Problem statement
Reproduce the section of the listing that begins at the line containing "on kind only." and finishes at the line containing "Requires the error's". Include both end lines and nothing beyond them.

Records for this exercise
___

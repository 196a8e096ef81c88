//! Handler rule definition.

use serde_json::Value;

use crate::error::ErrorKind;

use super::options::HandlerOptions;
use super::predicate::ErrorBlock;

/// A priority-ordered rule mapping an error's shape to a field error.
///
/// # Example
///
/// ```rust
/// use triage::HandlerRule;
/// use serde_json::json;
///
/// let rule = HandlerRule::new("email", "MongoError", "email already taken")
///     .code(json!(11000));
///
/// assert_eq!(rule.error.as_str(), "MongoError");
/// assert_eq!(rule.options.code, Some(json!(11000)));
/// ```
#[derive(Debug, Clone, serde::Serialize, serde::Deserialize)]
pub struct HandlerRule {
    /// Path reported in the resulting field error.
    pub path: String,
    /// Kind tag the error must carry.
    pub error: ErrorKind,
    /// Optional code and block constraints.
    #[serde(default)]
    pub options: HandlerOptions,
    /// Message reported when the rule matches.
    pub message: String,
}

impl HandlerRule {
    /// Creates a rule matching on kind only.
    pub fn new(
        path: impl Into<String>,
        error: impl Into<ErrorKind>,
        message: impl Into<String>,
    ) -> Self {
        Self {
            path: path.into(),
            error: error.into(),
            options: HandlerOptions::default(),
            message: message.into(),
        }
    }

    /// Requires the error's code to equal `code`.
    pub fn code(mut self, code: impl Into<Value>) -> Self {
        self.options.code = Some(code.into());
        self
    }

    /// Requires `block` to resolve true.
    pub fn block(mut self, block: ErrorBlock) -> Self {
        self.options.block = Some(block);
        self
    }

    pub(crate) fn defect(&self) -> Option<&'static str> {
        if self.path.is_empty() {
            Some("path must not be empty")
        } else if self.message.is_empty() {
            Some("message must not be empty")
        } else if self.error.as_str().is_empty() {
            Some("error kind must not be empty")
        } else {
            None
        }
    }
}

___

Output for this exercise
    /// Creates a rule matching on kind only.
    pub fn new(
        path: impl Into<String>,
        error: impl Into<ErrorKind>,
        message: impl Into<String>,
    ) -> Self {
        Self {
            path: path.into(),
            error: error.into(),
            options: HandlerOptions::default(),
            message: message.into(),
        }
    }

    /// Requires the error's code to equal `code`.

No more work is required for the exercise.